HR-9247-119
Referred to the House Committee on Veterans' Affairs.
Sponsored by Erin Houchin (R-IN)
What it does
This bill would amend title 38 of the U.S. Code to require the Secretary of Veterans Affairs to ensure that a suicide prevention coordinator is available at every VA medical center, including outside of normal operating hours, whenever a veteran requests suicide prevention planning services. Notably, the bill explicitly prohibits the VA from hiring any additional full-time equivalent employees to meet this requirement, meaning the VA must fulfill the mandate using its existing workforce.
Who benefits
Veterans experiencing suicidal ideation outside of normal VA business hours who currently may not have access to a dedicated on-site coordinator. Veterans in crisis who prefer in-person or facility-based support over phone or telehealth options. Mental health advocates and veteran service organizations that have pushed for expanded after-hours access.

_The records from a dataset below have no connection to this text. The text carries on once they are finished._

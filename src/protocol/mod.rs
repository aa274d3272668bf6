//! Wire protocol: message taxonomy, binary codec, and framing.
//!
//! Outbound, a [`Message`] encodes to a prefixed header plus a body region
//! ([`Message::encode`]); inbound, a [`FrameBuffer`] reassembles frames
//! from partial reads and [`Message::decode`] turns each payload back
//! into a typed message.

mod frame_buffer;
mod message;

pub use frame_buffer::FrameBuffer;
pub use message::{Message, StreamChunkId, LENGTH_PREFIX_SIZE};
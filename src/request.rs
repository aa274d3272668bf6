//! Request-side dispatch.
//!
//! Decoded request messages are handed to the user-supplied [`RpcHandler`]
//! or served from the [`StreamManager`] registry, and the reply (success
//! or failure variant, same id) is written back on the same channel.

use std::sync::Arc;

use bytes::Bytes;

use crate::callback::{RpcResponseCallback, StreamCallbackWithId};
use crate::channel::Channel;
use crate::client::TransportClient;
use crate::error::{Result, TransportError};
use crate::protocol::{Message, StreamChunkId};
use crate::stream::StreamManager;

/// Handler for messages sent by a remote [`TransportClient`].
///
/// Implemented by the embedder; one instance serves every channel of a
/// [`TransportContext`](crate::TransportContext). For a single channel,
/// `receive` and `receive_stream` are never called concurrently. The
/// calls run on the channel's inbound task, so implementations must not
/// block; long-running work belongs on a separate pool, completing the
/// callback asynchronously.
pub trait RpcHandler: Send + Sync {
    /// Receive a single RPC. An `Err` return is reported back to the
    /// requester as a standard RPC failure carrying the error text.
    ///
    /// `client` enables the handler to make requests back to the sender
    /// of this RPC; it is the same instance for the whole channel. The
    /// callback must be completed exactly once, now or later.
    fn receive(
        &self,
        client: &Arc<TransportClient>,
        message: Bytes,
        callback: Arc<dyn RpcResponseCallback>,
    ) -> Result<()>;

    /// Receive an RPC that expects no reply. The default forwards to
    /// [`receive`](Self::receive) with a sink that logs if the handler
    /// completes it anyway.
    fn receive_one_way(&self, client: &Arc<TransportClient>, message: Bytes) -> Result<()> {
        self.receive(client, message, Arc::new(OneWayRpcCallback))
    }

    /// Receive an RPC whose data arrives as a stream. `header` is small
    /// and fully buffered; the returned stream callback is then fed the
    /// data bytes. An error while receiving data fails the whole channel;
    /// an error in the callback's completion step is reported as a
    /// standard RPC failure and the channel stays up.
    fn receive_stream(
        &self,
        _client: &Arc<TransportClient>,
        _header: Bytes,
        _callback: Arc<dyn RpcResponseCallback>,
    ) -> Result<Box<dyn StreamCallbackWithId>> {
        Err(TransportError::Unsupported("receive_stream"))
    }

    /// The registry of streams this handler serves chunks from.
    fn stream_manager(&self) -> Arc<dyn StreamManager>;

    /// The channel associated with the given client became active.
    fn channel_active(&self, _client: &Arc<TransportClient>) {}

    /// The channel associated with the given client went away. No further
    /// requests will arrive from it.
    fn channel_inactive(&self, _client: &Arc<TransportClient>) {}

    fn exception_caught(&self, _error: &TransportError, _client: &Arc<TransportClient>) {}
}

/// Sink for one-way messages; completing it only produces a log line.
struct OneWayRpcCallback;

impl RpcResponseCallback for OneWayRpcCallback {
    fn on_success(&self, _response: Bytes) {
        tracing::warn!("response provided for one-way RPC");
    }

    fn on_failure(&self, error: TransportError) {
        tracing::error!("error response provided for one-way RPC: {error}");
    }
}

/// Processes requests arriving on one channel and writes the replies.
pub struct TransportRequestHandler {
    channel: Channel,
    /// Client on the same channel, for talking back to the requester.
    reverse_client: Arc<TransportClient>,
    rpc_handler: Arc<dyn RpcHandler>,
    /// Chunk in-flight cap; exceeding it closes the channel.
    max_chunks_being_transferred: u64,
}

impl TransportRequestHandler {
    pub(crate) fn new(
        channel: Channel,
        reverse_client: Arc<TransportClient>,
        rpc_handler: Arc<dyn RpcHandler>,
        max_chunks_being_transferred: u64,
    ) -> Self {
        Self {
            channel,
            reverse_client,
            rpc_handler,
            max_chunks_being_transferred,
        }
    }

    /// Dispatch one decoded request message.
    ///
    /// Returns `Err` only for failures that must take the channel down.
    pub fn handle(&self, message: Message) -> Result<()> {
        match message {
            Message::RpcRequest { request_id, body } => {
                self.process_rpc_request(request_id, body);
                Ok(())
            }
            Message::OneWayMessage { body } => {
                self.process_one_way_message(body);
                Ok(())
            }
            Message::UploadStream {
                request_id,
                meta,
                data,
            } => self.process_upload_stream(request_id, meta, data),
            Message::ChunkFetchRequest { chunk } => {
                self.process_fetch_request(chunk);
                Ok(())
            }
            Message::StreamRequest { stream_id } => {
                self.process_stream_request(stream_id);
                Ok(())
            }
            other => {
                tracing::error!(
                    "response message (type code {}) routed to request handler",
                    other.type_code()
                );
                Ok(())
            }
        }
    }

    fn process_rpc_request(&self, request_id: u64, body: Bytes) {
        let callback: Arc<dyn RpcResponseCallback> = Arc::new(RpcResponder {
            channel: self.channel.clone(),
            request_id,
        });
        if let Err(e) = self.rpc_handler.receive(&self.reverse_client, body, callback) {
            tracing::error!("error while invoking RpcHandler::receive on RPC {request_id}: {e}");
            respond(
                &self.channel,
                Message::RpcFailure {
                    request_id,
                    error: e.to_string(),
                },
            );
        }
    }

    fn process_one_way_message(&self, body: Bytes) {
        if let Err(e) = self.rpc_handler.receive_one_way(&self.reverse_client, body) {
            tracing::error!("error while invoking RpcHandler::receive for one-way message: {e}");
        }
    }

    fn process_upload_stream(&self, request_id: u64, meta: Bytes, data: Bytes) -> Result<()> {
        let callback: Arc<dyn RpcResponseCallback> = Arc::new(RpcResponder {
            channel: self.channel.clone(),
            request_id,
        });
        let stream_callback = match self.rpc_handler.receive_stream(
            &self.reverse_client,
            meta,
            callback.clone(),
        ) {
            Ok(stream_callback) => stream_callback,
            Err(e) => {
                tracing::error!(
                    "error while invoking RpcHandler::receive_stream on RPC {request_id}: {e}"
                );
                respond(
                    &self.channel,
                    Message::RpcFailure {
                        request_id,
                        error: e.to_string(),
                    },
                );
                return Ok(());
            }
        };

        let stream_id = stream_callback.id().to_owned();
        if let Err(e) = stream_callback.on_data(&stream_id, data) {
            // Data could not be received; the channel is no longer usable.
            let error = format!("failure while receiving upload stream {stream_id}: {e}");
            tracing::error!("{error}");
            stream_callback.on_failure(&stream_id, TransportError::Handler(e.to_string()));
            return Err(TransportError::Handler(error));
        }
        if let Err(e) = stream_callback.on_complete(&stream_id) {
            tracing::warn!("failure while completing upload stream {stream_id}: {e}");
            callback.on_failure(TransportError::Handler(e.to_string()));
        }
        Ok(())
    }

    fn process_fetch_request(&self, chunk: StreamChunkId) {
        tracing::debug!(
            "received request from {} to fetch chunk {chunk}",
            self.channel.remote_address()
        );

        let stream_manager = self.rpc_handler.stream_manager();
        let in_flight = stream_manager.chunks_being_transferred();
        if in_flight >= self.max_chunks_being_transferred {
            tracing::error!(
                "{in_flight} chunks being transferred on {}, above the limit of {}; closing connection",
                self.channel.remote_address(),
                self.max_chunks_being_transferred
            );
            self.channel.close();
            return;
        }

        let buffer = stream_manager
            .check_authorization(&self.reverse_client, chunk.stream_id)
            .and_then(|()| stream_manager.get_chunk(chunk.stream_id, chunk.chunk_index))
            .and_then(|buffer| buffer.to_bytes());
        let body = match buffer {
            Ok(body) => body,
            Err(e) => {
                tracing::error!(
                    "error opening chunk {chunk} for request from {}: {e}",
                    self.channel.remote_address()
                );
                respond(
                    &self.channel,
                    Message::ChunkFetchFailure {
                        chunk,
                        error: e.to_string(),
                    },
                );
                return;
            }
        };

        stream_manager.chunk_being_sent(chunk.stream_id);
        let stream_id = chunk.stream_id;
        respond_then(
            &self.channel,
            Message::ChunkFetchSuccess { chunk, body },
            move || stream_manager.chunk_sent(stream_id),
        );
    }

    fn process_stream_request(&self, stream_id: String) {
        tracing::debug!(
            "received request from {} to open stream {stream_id}",
            self.channel.remote_address()
        );

        let stream_manager = self.rpc_handler.stream_manager();
        let body = match stream_manager
            .open_stream(&stream_id)
            .and_then(|buffer| buffer.to_bytes())
        {
            Ok(body) => body,
            Err(e) => {
                tracing::error!(
                    "error opening stream {stream_id} for request from {}: {e}",
                    self.channel.remote_address()
                );
                respond(
                    &self.channel,
                    Message::StreamFailure {
                        stream_id,
                        error: e.to_string(),
                    },
                );
                return;
            }
        };

        stream_manager.stream_being_sent(&stream_id);
        let byte_count = body.len() as u64;
        let sent_id = stream_id.clone();
        respond_then(
            &self.channel,
            Message::StreamResponse {
                stream_id,
                byte_count,
                body,
            },
            move || stream_manager.stream_sent(&sent_id),
        );
    }
}

/// Callback mapping handler completion onto the reply wire messages.
struct RpcResponder {
    channel: Channel,
    request_id: u64,
}

impl RpcResponseCallback for RpcResponder {
    fn on_success(&self, response: Bytes) {
        respond(
            &self.channel,
            Message::RpcResponse {
                request_id: self.request_id,
                body: response,
            },
        );
    }

    fn on_failure(&self, error: TransportError) {
        respond(
            &self.channel,
            Message::RpcFailure {
                request_id: self.request_id,
                error: error.to_string(),
            },
        );
    }
}

/// Write a reply with the standard listener: log on success, log and
/// close the channel on failure.
fn respond(channel: &Channel, message: Message) {
    respond_then(channel, message, || {});
}

/// Like [`respond`], running `after` once the write completes either way.
fn respond_then<F>(channel: &Channel, message: Message, after: F)
where
    F: FnOnce() + Send + Sync + 'static,
{
    let remote = channel.remote_address().to_owned();
    let desc = describe(&message);
    let channel_handle = channel.clone();
    channel.write(
        message,
        Some(Box::new(move |result| {
            after();
            match result {
                Ok(()) => tracing::trace!("sent {desc} to {remote}"),
                Err(e) => {
                    tracing::error!("error sending {desc} to {remote}, closing connection: {e}");
                    channel_handle.close();
                }
            }
        })),
    );
}

fn describe(message: &Message) -> String {
    match message {
        Message::ChunkFetchSuccess { chunk, .. } => format!("ChunkFetchSuccess({chunk})"),
        Message::ChunkFetchFailure { chunk, .. } => format!("ChunkFetchFailure({chunk})"),
        Message::RpcResponse { request_id, .. } => format!("RpcResponse({request_id})"),
        Message::RpcFailure { request_id, .. } => format!("RpcFailure({request_id})"),
        Message::StreamResponse { stream_id, .. } => format!("StreamResponse({stream_id})"),
        Message::StreamFailure { stream_id, .. } => format!("StreamFailure({stream_id})"),
        other => format!("message type {}", other.type_code()),
    }
}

Families and caregivers of at-risk veterans who may benefit from improved crisis response infrastructure.
Who is hurt
Current VA suicide prevention coordinators, who may face expanded on-call or after-hours obligations without additional staffing support, potentially increasing workload and burnout risk. VA medical center administrators who must restructure staffing schedules within existing headcount limits. Veterans in rural areas served by smaller VA facilities, where a single coordinator covering extended hours may be less feasible. Taxpayers and VA budget planners who may face indirect costs if the mandate strains existing staff retention.
Supporters argue
Supporters argue that veteran suicide is a persistent national crisis — the VA reports approximately 17–18 veteran suicides per day — and that crises do not occur only during business hours. They contend that requiring after-hours coordinator availability closes a critical gap in the VA's mental health infrastructure, and that the no-new-hires constraint encourages the VA to use existing resources more efficiently through scheduling and on-call arrangements rather than expanding bureaucracy.
Opponents argue
Opponents argue that mandating expanded availability without authorizing additional staff is an unfunded mandate that sets up the VA for failure: existing coordinators are already stretched thin, and requiring after-hours coverage from the same workforce may worsen burnout and turnover among the very mental health professionals veterans depend on. They contend that without new positions or funding, the bill may produce paper compliance — coordinators nominally "available" but practically inaccessible — rather than meaningful improvement in veteran crisis care.